* **Required work**
Restrict the output to the lines below starting at the one that contains "Settle at the" and ending at the one that contains "impl SurfaceHook for ReflectAtSurface", and restate them word for word, both ends included.

───── Task input ─────

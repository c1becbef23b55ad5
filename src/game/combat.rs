//! Combat resolution
//!
//! One attack is a single die per side. Ties go to the attacker. A defender
//! reduced to zero troops changes hands and receives exactly one troop.

use crate::core::{ArmyColor, Territory, TerritoryName};
use crate::game::rng::{roll_die, RandomSource};
use crate::{Result, WarError};
use serde::{Deserialize, Serialize};

/// Everything the presentation layer needs to narrate one attack
#[derive(Debug, Clone, PartialEq, Eq, Serialize, Deserialize)]
pub struct AttackOutcome {
    pub attacker: TerritoryName,
    pub defender: TerritoryName,

    /// Color of the attacking army (the new owner on conquest)
    pub attacker_color: ArmyColor,

    /// Color that held the defender before the attack
    pub defender_color: ArmyColor,

    pub attack_roll: u32,
    pub defense_roll: u32,

    /// Troop counts before the dice were rolled
    pub attacker_troops_before: u32,
    pub defender_troops_before: u32,

    /// Did the defender lose a troop?
    pub defender_lost_troop: bool,

    /// Did the defender change hands?
    pub conquered: bool,

    /// On conquest: did a troop actually leave the attacker, or was the
    /// attacker emptied from a single troop?
    pub troop_moved: bool,

    /// Troop counts after resolution
    pub attacker_troops: u32,
    pub defender_troops: u32,
}

/// Check that both sides can take part in an attack
fn check_preconditions(attacker: &Territory, defender: &Territory) -> Result<()> {
    if !attacker.has_troops() {
        return Err(WarError::AttackerEmpty(attacker.name.clone()));
    }
    if !defender.has_troops() {
        return Err(WarError::DefenderEmpty(defender.name.clone()));
    }
    Ok(())
}

/// Resolve one attack, drawing both dice from `rng`
///
/// Preconditions are checked before any roll, so a rejected attack consumes
/// no randomness and changes nothing.
pub fn resolve_attack(
    attacker: &mut Territory,
    defender: &mut Territory,
    rng: &mut dyn RandomSource,
) -> Result<AttackOutcome> {
    check_preconditions(attacker, defender)?;

    let attack_roll = roll_die(rng);
    let defense_roll = roll_die(rng);

    apply_rolls(attacker, defender, attack_roll, defense_roll)
}

/// Resolve one attack with the given dice
///
/// Pure function of the two territories and the two rolls.
pub fn apply_rolls(
    attacker: &mut Territory,
    defender: &mut Territory,
    attack_roll: u32,
    defense_roll: u32,
) -> Result<AttackOutcome> {
    check_preconditions(attacker, defender)?;

    let attacker_troops_before = attacker.troops;
    let defender_troops_before = defender.troops;
    let defender_color = defender.owner.clone();

    let mut defender_lost_troop = false;
    let mut conquered = false;
    let mut troop_moved = false;

    if attack_roll >= defense_roll {
        defender_lost_troop = true;

        if defender.lose_troop() {
            conquered = true;
            defender.owner = attacker.owner.clone();
            defender.troops = 1;

            if attacker.troops > 1 {
                attacker.troops -= 1;
                troop_moved = true;
            } else {
                // A lone attacker still occupies the conquered territory and is
                // left with nothing behind.
                attacker.troops = 0;
            }
        }
    }

    Ok(AttackOutcome {
        attacker: attacker.name.clone(),
        defender: defender.name.clone(),
        attacker_color: attacker.owner.clone(),
        defender_color,
        attack_roll,
        defense_roll,
        attacker_troops_before,
        defender_troops_before,
        defender_lost_troop,
        conquered,
        troop_moved,
        attacker_troops: attacker.troops,
        defender_troops: defender.troops,
    })
}
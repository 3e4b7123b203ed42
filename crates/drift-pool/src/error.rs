//! Pool-specific error types.

use std::error::Error;
use std::fmt;

use drift_core::AttrId;

/// Errors from the per-attribute active-element views.
#[derive(Clone, Debug, PartialEq, Eq)]
pub enum ViewError {
    /// The attribute ID is not part of the pool's schema.
    UnknownAttribute {
        /// The unrecognised attribute.
        attr: AttrId,
    },
    /// A write supplied a different number of values than there are
    /// active elements.
    LengthMismatch {
        /// Number of active elements.
        expected: usize,
        /// Number of values supplied.
        got: usize,
    },
}

impl fmt::Display for ViewError {
    fn fmt(&self, f: &mut fmt::Formatter<'_>) -> fmt::Result {
        match self {
            Self::UnknownAttribute { attr } => write!(f, "unknown attribute: {attr}"),
            Self::LengthMismatch { expected, got } => write!(
                f,
                "active view write has {got} values, expected {expected}"
            ),
        }
    }
}

impl Error for ViewError {}
//! Substance hook interface for the Drift engine.
//!
//! The engine core knows nothing about oil, plankton or drifting
//! objects. Each substance variant implements [`Substance`]: it declares
//! its attribute schema and the environment variables it needs, and its
//! [`update`](Substance::update) hook moves the active elements through
//! a [`StepContext`]. The context exposes the step's environment
//! snapshot, horizontal and vertical advection, the vertical mixing
//! integrator, the step RNG, and deactivation.

#![deny(missing_docs)]
#![deny(rustdoc::broken_intra_doc_links)]
#![forbid(unsafe_code)]

pub mod advection;
pub mod context;
pub mod substance;

pub use advection::AdvectionScheme;
pub use context::StepContext;
pub use substance::{SeedContext, Substance};
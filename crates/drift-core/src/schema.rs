//! Statically declared per-substance attribute schema.
//!
//! A substance declares its physical attributes once; the schema
//! resolves them to dense [`AttrId`]s that index the pool's attribute
//! arrays. The set of keys never changes after construction.

use indexmap::IndexMap;

use crate::id::AttrId;

/// Names reserved for the built-in position arrays.
pub const RESERVED_NAMES: [&str; 3] = ["lon", "lat", "z"];

/// Definition of one physical attribute carried by every element.
#[derive(Clone, Debug, PartialEq)]
pub struct AttributeDef {
    /// Attribute name, e.g. `"density"`.
    pub name: String,
    /// Optional unit annotation, e.g. `"kg/m3"`.
    pub units: Option<String>,
    /// Value used when a seed request omits the attribute. `None` makes
    /// the attribute mandatory at seeding.
    pub default: Option<f64>,
}

impl AttributeDef {
    /// An attribute with a default value.
    pub fn with_default(name: impl Into<String>, units: &str, default: f64) -> Self {
        Self {
            name: name.into(),
            units: Some(units.to_string()),
            default: Some(default),
        }
    }

    /// An attribute that every seed request must supply.
    pub fn required(name: impl Into<String>, units: &str) -> Self {
        Self {
            name: name.into(),
            units: Some(units.to_string()),
            default: None,
        }
    }
}

/// Ordered, immutable attribute layout for one substance variant.
#[derive(Clone, Debug, Default, PartialEq)]
pub struct ElementSchema {
    attributes: IndexMap<String, AttributeDef>,
}

impl ElementSchema {
    /// Build a schema from attribute definitions.
    ///
    /// # Errors
    ///
    /// Returns `Err` if a name is empty, duplicated, reserved for
    /// positions (`lon`, `lat`, `z`), or if a default is non-finite.
    pub fn new(defs: Vec<AttributeDef>) -> Result<Self, String> {
        let mut attributes = IndexMap::with_capacity(defs.len());
        for def in defs {
            if def.name.is_empty() {
                return Err("attribute name must not be empty".to_string());
            }
            if RESERVED_NAMES.contains(&def.name.as_str()) {
                return Err(format!("attribute name '{}' is reserved", def.name));
            }
            if let Some(d) = def.default {
                if !d.is_finite() {
                    return Err(format!(
                        "default for attribute '{}' must be finite, got {d}",
                        def.name
                    ));
                }
            }
            if attributes.contains_key(&def.name) {
                return Err(format!("duplicate attribute '{}'", def.name));
            }
            attributes.insert(def.name.clone(), def);
        }
        Ok(Self { attributes })
    }

    /// Number of attributes.
    pub fn len(&self) -> usize {
        self.attributes.len()
    }

    /// Whether the schema declares no attributes.
    pub fn is_empty(&self) -> bool {
        self.attributes.is_empty()
    }

    /// Resolve an attribute name to its dense ID.
    pub fn id(&self, name: &str) -> Option<AttrId> {
        self.attributes
            .get_index_of(name)
            .map(|i| AttrId(i as u32))
    }

    /// Definition for an attribute ID.
    pub fn def(&self, id: AttrId) -> Option<&AttributeDef> {
        self.attributes.get_index(id.0 as usize).map(|(_, d)| d)
    }

    /// Name for an attribute ID.
    pub fn name(&self, id: AttrId) -> Option<&str> {
        self.attributes
            .get_index(id.0 as usize)
            .map(|(n, _)| n.as_str())
    }

    /// Iterate `(id, definition)` pairs in declaration order.
    pub fn iter(&self) -> impl Iterator<Item = (AttrId, &AttributeDef)> {
        self.attributes
            .values()
            .enumerate()
            .map(|(i, d)| (AttrId(i as u32), d))
    }
}
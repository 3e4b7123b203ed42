//! The [`Reader`] trait implemented by environmental data sources.

use std::sync::Arc;

use drift_core::{BoundingBox, Point, ReaderError, TimeInterval};

/// An external provider of named environmental variables over a bounded
/// region of space and time.
///
/// # Contract
///
/// - Coverage metadata (`bounds`, `validity`, `variables`,
///   `extrapolates_in_time`) is static: it is read once at registration
///   and never re-queried.
/// - `get` and `get_profile` must be deterministic for identical inputs.
/// - A value that is NaN or infinite means "no data at this point"
///   (masked cell); the aggregator treats it as uncovered.
/// - Spatial and temporal interpolation are the reader's business.
///
/// # Object safety
///
/// This trait is object-safe; readers are stored as `Box<dyn Reader>`.
///
/// # Examples
///
/// ```
/// use drift_core::{BoundingBox, Point, ReaderError, TimeInterval};
/// use drift_env::Reader;
///
/// struct Calm;
///
/// impl Reader for Calm {
///     fn name(&self) -> &str { "calm" }
///     fn variables(&self) -> Vec<String> { vec!["x_wind".into()] }
///     fn bounds(&self) -> BoundingBox { BoundingBox::GLOBAL }
///     fn validity(&self) -> TimeInterval { TimeInterval::ALWAYS }
///     fn get(&self, _v: &str, points: &[Point], _t: f64) -> Result<Vec<f64>, ReaderError> {
///         Ok(vec![0.0; points.len()])
///     }
/// }
///
/// let r = Calm;
/// assert!(r.covers(&Point::new(3.0, 60.0, 0.0), 0.0));
/// ```
pub trait Reader: Send + Sync {
    /// Human-readable name for logs and error reports.
    fn name(&self) -> &str;

    /// Variable names this reader can supply.
    fn variables(&self) -> Vec<String>;

    /// Declared horizontal coverage.
    fn bounds(&self) -> BoundingBox;

    /// Declared temporal validity.
    fn validity(&self) -> TimeInterval;

    /// Whether queries outside [`validity`](Self::validity) may be
    /// answered by clamping the time to the interval.
    ///
    /// Default: `false`, so out-of-interval points are uncovered.
    fn extrapolates_in_time(&self) -> bool {
        false
    }

    /// Whether this reader has data at `point` and `time`.
    ///
    /// Default: the point lies in [`bounds`](Self::bounds) and the time
    /// in [`validity`](Self::validity). Readers with irregular coverage
    /// (a curvilinear grid, say) may narrow this further.
    fn covers(&self, point: &Point, time: f64) -> bool {
        self.bounds().contains(point) && self.validity().contains(time)
    }

    /// Values of `variable` at `points` and `time`, one per point.
    fn get(&self, variable: &str, points: &[Point], time: f64) -> Result<Vec<f64>, ReaderError>;

    /// Vertical profiles of `variable` below each point, sampled on
    /// `depths`, returned element-major (`points.len() * depths.len()`
    /// values).
    ///
    /// Default: one [`get`](Self::get) call per depth level with the
    /// points moved to that depth.
    fn get_profile(
        &self,
        variable: &str,
        points: &[Point],
        time: f64,
        depths: &[f64],
    ) -> Result<Vec<f64>, ReaderError> {
        let n_levels = depths.len();
        let mut out = vec![0.0; points.len() * n_levels];
        for (level, &z) in depths.iter().enumerate() {
            let at_level: Vec<Point> = points.iter().map(|p| Point::new(p.lon, p.lat, z)).collect();
            let values = self.get(variable, &at_level, time)?;
            if values.len() != points.len() {
                return Err(ReaderError::new(format!(
                    "returned {} values for {} points",
                    values.len(),
                    points.len()
                )));
            }
            for (i, v) in values.into_iter().enumerate() {
                out[i * n_levels + level] = v;
            }
        }
        Ok(out)
    }
}

impl<R: Reader + ?Sized> Reader for Arc<R> {
    fn name(&self) -> &str {
        (**self).name()
    }

    fn variables(&self) -> Vec<String> {
        (**self).variables()
    }

    fn bounds(&self) -> BoundingBox {
        (**self).bounds()
    }

    fn validity(&self) -> TimeInterval {
        (**self).validity()
    }

    fn extrapolates_in_time(&self) -> bool {
        (**self).extrapolates_in_time()
    }

    fn covers(&self, point: &Point, time: f64) -> bool {
        (**self).covers(point, time)
    }

    fn get(&self, variable: &str, points: &[Point], time: f64) -> Result<Vec<f64>, ReaderError> {
        (**self).get(variable, points, time)
    }

    fn get_profile(
        &self,
        variable: &str,
        points: &[Point],
        time: f64,
        depths: &[f64],
    ) -> Result<Vec<f64>, ReaderError> {
        (**self).get_profile(variable, points, time, depths)
    }
}

#[cfg(test)]
mod tests {
    use super::*;

    /// Linear in depth: value = 10 + z.
    struct DepthLinear;

    impl Reader for DepthLinear {
        fn name(&self) -> &str {
            "depth_linear"
        }
        fn variables(&self) -> Vec<String> {
            vec!["sea_water_temperature".into()]
        }
        fn bounds(&self) -> BoundingBox {
            BoundingBox::new(0.0, 10.0, 50.0, 70.0)
        }
        fn validity(&self) -> TimeInterval {
            TimeInterval::between(0.0, 3600.0)
        }
        fn get(&self, _v: &str, points: &[Point], _t: f64) -> Result<Vec<f64>, ReaderError> {
            Ok(points.iter().map(|p| 10.0 + p.z).collect())
        }
    }

    #[test]
    fn default_covers_uses_bounds_and_validity() {
        let r = DepthLinear;
        assert!(r.covers(&Point::new(5.0, 60.0, 0.0), 100.0));
        assert!(!r.covers(&Point::new(15.0, 60.0, 0.0), 100.0));
        assert!(!r.covers(&Point::new(5.0, 60.0, 0.0), 7200.0));
        assert!(!r.extrapolates_in_time());
    }

    #[test]
    fn default_profile_is_element_major() {
        let r = DepthLinear;
        let pts = [Point::new(1.0, 60.0, 0.0), Point::new(2.0, 60.0, -7.0)];
        let v = r
            .get_profile("sea_water_temperature", &pts, 0.0, &[0.0, -5.0, -10.0])
            .unwrap();
        assert_eq!(v, vec![10.0, 5.0, 0.0, 10.0, 5.0, 0.0]);
    }
}
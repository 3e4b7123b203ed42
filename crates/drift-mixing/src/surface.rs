//! What happens when an element reaches the surface during mixing.

use rand_chacha::ChaCha8Rng;

/// Decision returned by a [`SurfaceHook`].
#[derive(Clone, Copy, Debug, PartialEq)]
pub enum SurfaceAction {
    /// Settle at the surface (`z = 0`).
    Stay,
    /// Mirror the overshoot back below the surface (`z = -z`).
    Reflect,
    /// Move the element to the given depth (≤ 0).
    Entrain {
        /// Target depth in metres.
        depth: f64,
    },
}

/// Callback invoked by the integrator whenever an element's depth
/// reaches or exceeds the surface after a sub-step.
///
/// Substance-specific code implements this to choose between
/// resurfacing and re-entrainment. The hook may draw from `rng`; calls
/// happen in ascending row order within each sub-step, so draws stay
/// reproducible.
pub trait SurfaceHook {
    /// Decide the fate of row `row`, whose updated depth is `z ≥ 0`,
    /// after a sub-step of `dt` seconds.
    fn at_surface(&mut self, row: usize, z: f64, dt: f64, rng: &mut ChaCha8Rng) -> SurfaceAction;
}

/// Every element that reaches the surface stays there.
#[derive(Clone, Copy, Debug, Default)]
pub struct Resurface;

impl SurfaceHook for Resurface {
    fn at_surface(&mut self, _row: usize, _z: f64, _dt: f64, _rng: &mut ChaCha8Rng) -> SurfaceAction {
        SurfaceAction::Stay
    }
}

/// The surface is a reflecting boundary.
#[derive(Clone, Copy, Debug, Default)]
pub struct ReflectAtSurface;

impl SurfaceHook for ReflectAtSurface {
    fn at_surface(&mut self, _row: usize, _z: f64, _dt: f64, _rng: &mut ChaCha8Rng) -> SurfaceAction {
        SurfaceAction::Reflect
    }
}

impl<F> SurfaceHook for F
where
    F: FnMut(usize, f64, f64, &mut ChaCha8Rng) -> SurfaceAction,
{
    fn at_surface(&mut self, row: usize, z: f64, dt: f64, rng: &mut ChaCha8Rng) -> SurfaceAction {
        self(row, z, dt, rng)
    }
}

─────

* **Expected output**
    /// Settle at the surface (`z = 0`).
    Stay,
    /// Mirror the overshoot back below the surface (`z = -z`).
    Reflect,
    /// Move the element to the given depth (≤ 0).
    Entrain {
        /// Target depth in metres.
        depth: f64,
    },
}

/// Callback invoked by the integrator whenever an element's depth
/// reaches or exceeds the surface after a sub-step.
///
/// Substance-specific code implements this to choose between
/// resurfacing and re-entrainment. The hook may draw from `rng`; calls
/// happen in ascending row order within each sub-step, so draws stay
/// reproducible.
pub trait SurfaceHook {
    /// Decide the fate of row `row`, whose updated depth is `z ≥ 0`,
    /// after a sub-step of `dt` seconds.
    fn at_surface(&mut self, row: usize, z: f64, dt: f64, rng: &mut ChaCha8Rng) -> SurfaceAction;
}

/// Every element that reaches the surface stays there.
#[derive(Clone, Copy, Debug, Default)]
pub struct Resurface;

impl SurfaceHook for Resurface {
    fn at_surface(&mut self, _row: usize, _z: f64, _dt: f64, _rng: &mut ChaCha8Rng) -> SurfaceAction {
        SurfaceAction::Stay
    }
}

/// The surface is a reflecting boundary.
#[derive(Clone, Copy, Debug, Default)]
pub struct ReflectAtSurface;

impl SurfaceHook for ReflectAtSurface {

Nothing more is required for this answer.